Entries supplied »
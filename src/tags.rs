//! 标签解析与匹配模块
//!
//! 徽章标签从逗号分隔文本解析为规范化的有序集合（去空白、转小写、
//! 去重且保留首次出现顺序），只在存储边界序列化回逗号分隔文本。
//! 匹配提供 ANY / ALL 两种集合语义。

/// 解析逗号分隔的标签输入为规范化有序集合
///
/// 空白项被丢弃，重复项只保留第一次出现。
pub fn normalize(input: &str) -> Vec<String> {
    let mut tags: Vec<String> = Vec::new();
    for raw in input.split(',') {
        let tag = raw.trim().to_lowercase();
        if tag.is_empty() || tags.contains(&tag) {
            continue;
        }
        tags.push(tag);
    }
    tags
}

/// 规范化查询标签列表（与 `normalize` 相同的清洗规则）
pub fn normalize_query(tags: &[&str]) -> Vec<String> {
    normalize(&tags.join(","))
}

/// 序列化为存储形式（逗号分隔文本）
///
/// 空集合序列化为空字符串，读取侧将其还原为空集合。
pub fn to_storage(tags: &[String]) -> String {
    tags.join(",")
}

/// 从存储形式还原标签集合
pub fn from_storage(stored: &str) -> Vec<String> {
    normalize(stored)
}

/// 集合匹配判定
///
/// - `match_all = false`（ANY）：徽章标签集与查询集交集非空即命中
/// - `match_all = true`（ALL）：徽章标签集是查询集的超集才命中
///
/// 查询集为空时不命中任何徽章。
pub fn matches(badge_tags: &[String], query: &[String], match_all: bool) -> bool {
    if query.is_empty() {
        return false;
    }
    if match_all {
        query.iter().all(|q| badge_tags.contains(q))
    } else {
        query.iter().any(|q| badge_tags.contains(q))
    }
}

#[cfg(test)]
mod tests {
    use super::*;

    #[test]
    fn normalize_trims_and_casefolds() {
        assert_eq!(normalize("test, Tester ,TEST"), vec!["test", "tester"]);
        assert_eq!(normalize("  a,, b ,"), vec!["a", "b"]);
        assert!(normalize("").is_empty());
        assert!(normalize(" , ,").is_empty());
    }

    #[test]
    fn normalize_keeps_first_seen_order() {
        assert_eq!(normalize("zeta, alpha, zeta"), vec!["zeta", "alpha"]);
    }

    #[test]
    fn storage_roundtrip() {
        let tags = normalize("test, tester");
        assert_eq!(to_storage(&tags), "test,tester");
        assert_eq!(from_storage("test,tester"), tags);
        assert!(from_storage("").is_empty());
    }

    #[test]
    fn any_mode_intersects() {
        let badge = normalize("test");
        let query = normalize_query(&["test", "tester"]);
        assert!(matches(&badge, &query, false));

        let unrelated = normalize("other");
        assert!(!matches(&unrelated, &query, false));
    }

    #[test]
    fn all_mode_requires_superset() {
        let query = normalize_query(&["test", "tester"]);
        let both = normalize("test, tester");
        let only_one = normalize("test");
        assert!(matches(&both, &query, true));
        assert!(!matches(&only_one, &query, true));
    }

    #[test]
    fn empty_query_matches_nothing() {
        let badge = normalize("test");
        assert!(!matches(&badge, &[], false));
        assert!(!matches(&badge, &[], true));
    }
}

Required work » Nothing in the material may be left out; write it all out verbatim.

Worked solution »
filename src/tags.rs
//! 标签解析与匹配模块
//!
//! 徽章标签从逗号分隔文本解析为规范化的有序集合（去空白、转小写、
//! 去重且保留首次出现顺序），只在存储边界序列化回逗号分隔文本。
//! 匹配提供 ANY / ALL 两种集合语义。

/// 解析逗号分隔的标签输入为规范化有序集合
///
/// 空白项被丢弃，重复项只保留第一次出现。
pub fn normalize(input: &str) -> Vec<String> {
    let mut tags: Vec<String> = Vec::new();
    for raw in input.split(',') {
        let tag = raw.trim().to_lowercase();
        if tag.is_empty() || tags.contains(&tag) {
            continue;
        }
        tags.push(tag);
    }
    tags
}

/// 规范化查询标签列表（与 `normalize` 相同的清洗规则）
pub fn normalize_query(tags: &[&str]) -> Vec<String> {
    normalize(&tags.join(","))
}

/// 序列化为存储形式（逗号分隔文本）
///
/// 空集合序列化为空字符串，读取侧将其还原为空集合。
pub fn to_storage(tags: &[String]) -> String {
    tags.join(",")
}

/// 从存储形式还原标签集合
pub fn from_storage(stored: &str) -> Vec<String> {
    normalize(stored)
}

/// 集合匹配判定
///
/// - `match_all = false`（ANY）：徽章标签集与查询集交集非空即命中
/// - `match_all = true`（ALL）：徽章标签集是查询集的超集才命中
///
/// 查询集为空时不命中任何徽章。
pub fn matches(badge_tags: &[String], query: &[String], match_all: bool) -> bool {
    if query.is_empty() {
        return false;
    }
    if match_all {
        query.iter().all(|q| badge_tags.contains(q))
    } else {
        query.iter().any(|q| badge_tags.contains(q))
    }
}

#[cfg(test)]
mod tests {
    use super::*;

    #[test]
    fn normalize_trims_and_casefolds() {
        assert_eq!(normalize("test, Tester ,TEST"), vec!["test", "tester"]);
        assert_eq!(normalize("  a,, b ,"), vec!["a", "b"]);
        assert!(normalize("").is_empty());
        assert!(normalize(" , ,").is_empty());
    }

    #[test]
    fn normalize_keeps_first_seen_order() {
        assert_eq!(normalize("zeta, alpha, zeta"), vec!["zeta", "alpha"]);
    }

    #[test]
    fn storage_roundtrip() {
        let tags = normalize("test, tester");
        assert_eq!(to_storage(&tags), "test,tester");
        assert_eq!(from_storage("test,tester"), tags);
        assert!(from_storage("").is_empty());
    }

    #[test]
    fn any_mode_intersects() {
        let badge = normalize("test");
        let query = normalize_query(&["test", "tester"]);
        assert!(matches(&badge, &query, false));

        let unrelated = normalize("other");
        assert!(!matches(&unrelated, &query, false));
    }

    #[test]
    fn all_mode_requires_superset() {
        let query = normalize_query(&["test", "tester"]);
        let both = normalize("test, tester");
        let only_one = normalize("test");
        assert!(matches(&both, &query, true));
        assert!(!matches(&only_one, &query, true));
    }

    #[test]
    fn empty_query_matches_nothing() {
        let badge = normalize("test");
        assert!(!matches(&badge, &[], false));
        assert!(!matches(&badge, &[], true));
    }
}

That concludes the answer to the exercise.